* [RECORDS PROVIDED]
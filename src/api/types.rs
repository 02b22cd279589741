//! Request and response shapes of the document API
//!
//! Fields the client does not use (replies, resolution flags, workspace
//! metadata) are ignored on decode.

use chrono::{DateTime, NaiveDateTime, TimeZone, Utc};
use serde::{Deserialize, Deserializer, Serialize};

/// A stored comment on a document
#[derive(Debug, Clone, PartialEq, Serialize, Deserialize)]
pub struct Annotation {
    pub id: String,
    #[serde(default, skip_serializing_if = "Option::is_none")]
    pub author_name: Option<String>,
    pub content: String,
    #[serde(deserialize_with = "timestamp")]
    pub created_at: DateTime<Utc>,
    /// Text selected when the comment was made; `None` for document-level comments
    #[serde(default, skip_serializing_if = "Option::is_none")]
    pub anchor_text: Option<String>,
}

/// Body of a create-annotation request
#[derive(Debug, Clone, PartialEq, Eq, Serialize, Deserialize)]
pub struct NewAnnotation {
    pub content: String,
    #[serde(default, skip_serializing_if = "Option::is_none")]
    pub anchor_text: Option<String>,
}

/// Server view of a document
#[derive(Debug, Clone, PartialEq, Serialize, Deserialize)]
pub struct DocumentRecord {
    pub id: String,
    pub title: String,
    /// Source text
    pub content: String,
    /// Rendered HTML, derived by the server
    #[serde(default)]
    pub content_html: Option<String>,
    pub current_version: i64,
    #[serde(deserialize_with = "timestamp")]
    pub updated_at: DateTime<Utc>,
    #[serde(default)]
    pub is_favorited: bool,
}

/// Body of a document save
#[derive(Debug, Clone, PartialEq, Eq, Serialize, Deserialize)]
pub struct DocumentUpdate {
    pub title: String,
    pub content: String,
}

/// Error body returned with non-2xx statuses
#[derive(Debug, Deserialize)]
pub(crate) struct ErrorBody {
    pub detail: serde_json::Value,
}

impl ErrorBody {
    /// `detail` is usually a string; validation errors carry a list
    pub fn message(&self) -> String {
        match &self.detail {
            serde_json::Value::String(s) => s.clone(),
            other => other.to_string(),
        }
    }
}

/// Accept RFC 3339 timestamps as well as offset-less ones, read as UTC
fn timestamp<'de, D>(deserializer: D) -> Result<DateTime<Utc>, D::Error>
where
    D: Deserializer<'de>,
{
    let raw = String::deserialize(deserializer)?;
    if let Ok(dt) = DateTime::parse_from_rfc3339(&raw) {
        return Ok(dt.with_timezone(&Utc));
    }
    NaiveDateTime::parse_from_str(&raw, "%Y-%m-%dT%H:%M:%S%.f")
        .map(|naive| Utc.from_utc_datetime(&naive))
        .map_err(serde::de::Error::custom)
}

#[cfg(test)]
mod tests {
    use super::*;

    #[test]
    fn test_annotation_ignores_unknown_fields() {
        let json = r#"{
            "id": "c-1",
            "document_id": "d-1",
            "author_name": "Mina",
            "content": "hello",
            "anchor_text": "alpha",
            "is_resolved": false,
            "created_at": "2024-03-01T09:30:00.250000",
            "replies": []
        }"#;
        let annotation: Annotation = serde_json::from_str(json).unwrap();

        assert_eq!(annotation.anchor_text.as_deref(), Some("alpha"));
        assert_eq!(
            annotation.created_at,
            Utc.with_ymd_and_hms(2024, 3, 1, 9, 30, 0).unwrap()
                + chrono::Duration::milliseconds(250)
        );
    }

    #[test]
    fn test_offset_timestamps() {
        let json = r#"{"id":"c-2","content":"x","created_at":"2024-03-01T10:30:00+01:00"}"#;
        let annotation: Annotation = serde_json::from_str(json).unwrap();
        assert_eq!(annotation.created_at, Utc.with_ymd_and_hms(2024, 3, 1, 9, 30, 0).unwrap());
        assert!(annotation.author_name.is_none());
        assert!(annotation.anchor_text.is_none());
    }

    #[test]
    fn test_unanchored_request_omits_anchor() {
        let body = NewAnnotation {
            content: "general remark".to_string(),
            anchor_text: None,
        };
        assert_eq!(
            serde_json::to_value(&body).unwrap(),
            serde_json::json!({"content": "general remark"})
        );
    }

    #[test]
    fn test_error_detail_message() {
        let body: ErrorBody = serde_json::from_str(r#"{"detail":"Document not found"}"#).unwrap();
        assert_eq!(body.message(), "Document not found");

        let body: ErrorBody = serde_json::from_str(r#"{"detail":[{"loc":["body"]}]}"#).unwrap();
        assert!(body.message().starts_with('['));
    }
}
//! Annotation module
//!
//! Fetches a document's comments, lists them for the sidebar and places a
//! persistent marker for every comment whose anchor still resolves.
//!
//! # Load pipeline
//!
//! `FetchedAnnotations` → `ListedAnnotations` → `ResolvedAnnotations` →
//! `AppliedOverlay`

mod store;
mod types;

pub use store::AnnotationSync;
pub use types::{
    relative_time, AppliedOverlay, FetchedAnnotations, ListedAnnotations, PanelState,
    ResolvedAnnotations, SidebarEntry,
};
//! Document API client
//!
//! [`DocumentApi`] is the seam between the engine and the server. The
//! engine only ever talks to the trait; [`HttpApi`] is the reqwest-backed
//! implementation used by the binary.

use async_trait::async_trait;
use reqwest::{Client, Method, RequestBuilder, Response};
use serde::de::DeserializeOwned;

use super::types::{Annotation, DocumentRecord, DocumentUpdate, ErrorBody, NewAnnotation};
use crate::config::ApiConfig;
use crate::error::{ClientError, Result};

/// Operations the client needs from the server
#[async_trait]
pub trait DocumentApi: Send + Sync {
    async fn get_document(&self, document_id: &str) -> Result<DocumentRecord>;

    async fn update_document(&self, document_id: &str, update: &DocumentUpdate) -> Result<DocumentRecord>;

    async fn delete_document(&self, document_id: &str) -> Result<()>;

    /// Annotations in server order (oldest first)
    async fn list_annotations(&self, document_id: &str) -> Result<Vec<Annotation>>;

    async fn create_annotation(&self, document_id: &str, annotation: &NewAnnotation) -> Result<Annotation>;

    async fn add_favorite(&self, document_id: &str) -> Result<()>;

    async fn remove_favorite(&self, document_id: &str) -> Result<()>;
}

/// HTTP implementation of [`DocumentApi`]
#[derive(Clone)]
pub struct HttpApi {
    client: Client,
    api_root: String,
    token: Option<String>,
}

impl HttpApi {
    pub fn new(config: &ApiConfig) -> Self {
        Self::with_client(Client::new(), config)
    }

    pub fn with_client(client: Client, config: &ApiConfig) -> Self {
        Self {
            client,
            api_root: config.api_root(),
            token: config.token.clone(),
        }
    }

    fn document_url(&self, document_id: &str, tail: &str) -> String {
        format!(
            "{}/documents/{}{}",
            self.api_root,
            urlencoding::encode(document_id),
            tail
        )
    }

    fn request(&self, method: Method, url: &str) -> RequestBuilder {
        let builder = self.client.request(method, url);
        match &self.token {
            Some(token) => builder.bearer_auth(token),
            None => builder,
        }
    }

    async fn send(&self, builder: RequestBuilder) -> Result<Response> {
        let response = builder.send().await?;
        let status = response.status();
        if status.is_success() {
            return Ok(response);
        }

        let body = response.text().await.unwrap_or_default();
        let detail = serde_json::from_str::<ErrorBody>(&body)
            .map(|b| b.message())
            .unwrap_or_else(|_| {
                status
                    .canonical_reason()
                    .unwrap_or("Request failed")
                    .to_string()
            });

        tracing::warn!("API returned {}: {}", status, detail);
        Err(ClientError::Api {
            status: status.as_u16(),
            detail,
        })
    }

    async fn decode<T: DeserializeOwned>(response: Response) -> Result<T> {
        let bytes = response.bytes().await?;
        Ok(serde_json::from_slice(&bytes)?)
    }
}

#[async_trait]
impl DocumentApi for HttpApi {
    async fn get_document(&self, document_id: &str) -> Result<DocumentRecord> {
        let url = self.document_url(document_id, "");
        let response = self.send(self.request(Method::GET, &url)).await?;
        Self::decode(response).await
    }

    async fn update_document(&self, document_id: &str, update: &DocumentUpdate) -> Result<DocumentRecord> {
        let url = self.document_url(document_id, "");
        let response = self
            .send(self.request(Method::PUT, &url).json(update))
            .await?;
        Self::decode(response).await
    }

    async fn delete_document(&self, document_id: &str) -> Result<()> {
        let url = self.document_url(document_id, "");
        self.send(self.request(Method::DELETE, &url)).await?;
        Ok(())
    }

    async fn list_annotations(&self, document_id: &str) -> Result<Vec<Annotation>> {
        let url = self.document_url(document_id, "/comments");
        let response = self.send(self.request(Method::GET, &url)).await?;
        Self::decode(response).await
    }

    async fn create_annotation(&self, document_id: &str, annotation: &NewAnnotation) -> Result<Annotation> {
        let url = self.document_url(document_id, "/comments");
        let response = self
            .send(self.request(Method::POST, &url).json(annotation))
            .await?;
        Self::decode(response).await
    }

    async fn add_favorite(&self, document_id: &str) -> Result<()> {
        let url = self.document_url(document_id, "/favorite");
        self.send(self.request(Method::POST, &url)).await?;
        Ok(())
    }

    async fn remove_favorite(&self, document_id: &str) -> Result<()> {
        let url = self.document_url(document_id, "/favorite");
        self.send(self.request(Method::DELETE, &url)).await?;
        Ok(())
    }
}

* [YOUR ASSIGNMENT]
Every line where "NewAnnotation" appears must be returned from the listing above.

* [PROBLEM SOLUTION]
pub struct NewAnnotation {
        let body = NewAnnotation {
use super::types::{Annotation, DocumentRecord, DocumentUpdate, ErrorBody, NewAnnotation};
    async fn create_annotation(&self, document_id: &str, annotation: &NewAnnotation) -> Result<Annotation>;
    async fn create_annotation(&self, document_id: &str, annotation: &NewAnnotation) -> Result<Annotation> {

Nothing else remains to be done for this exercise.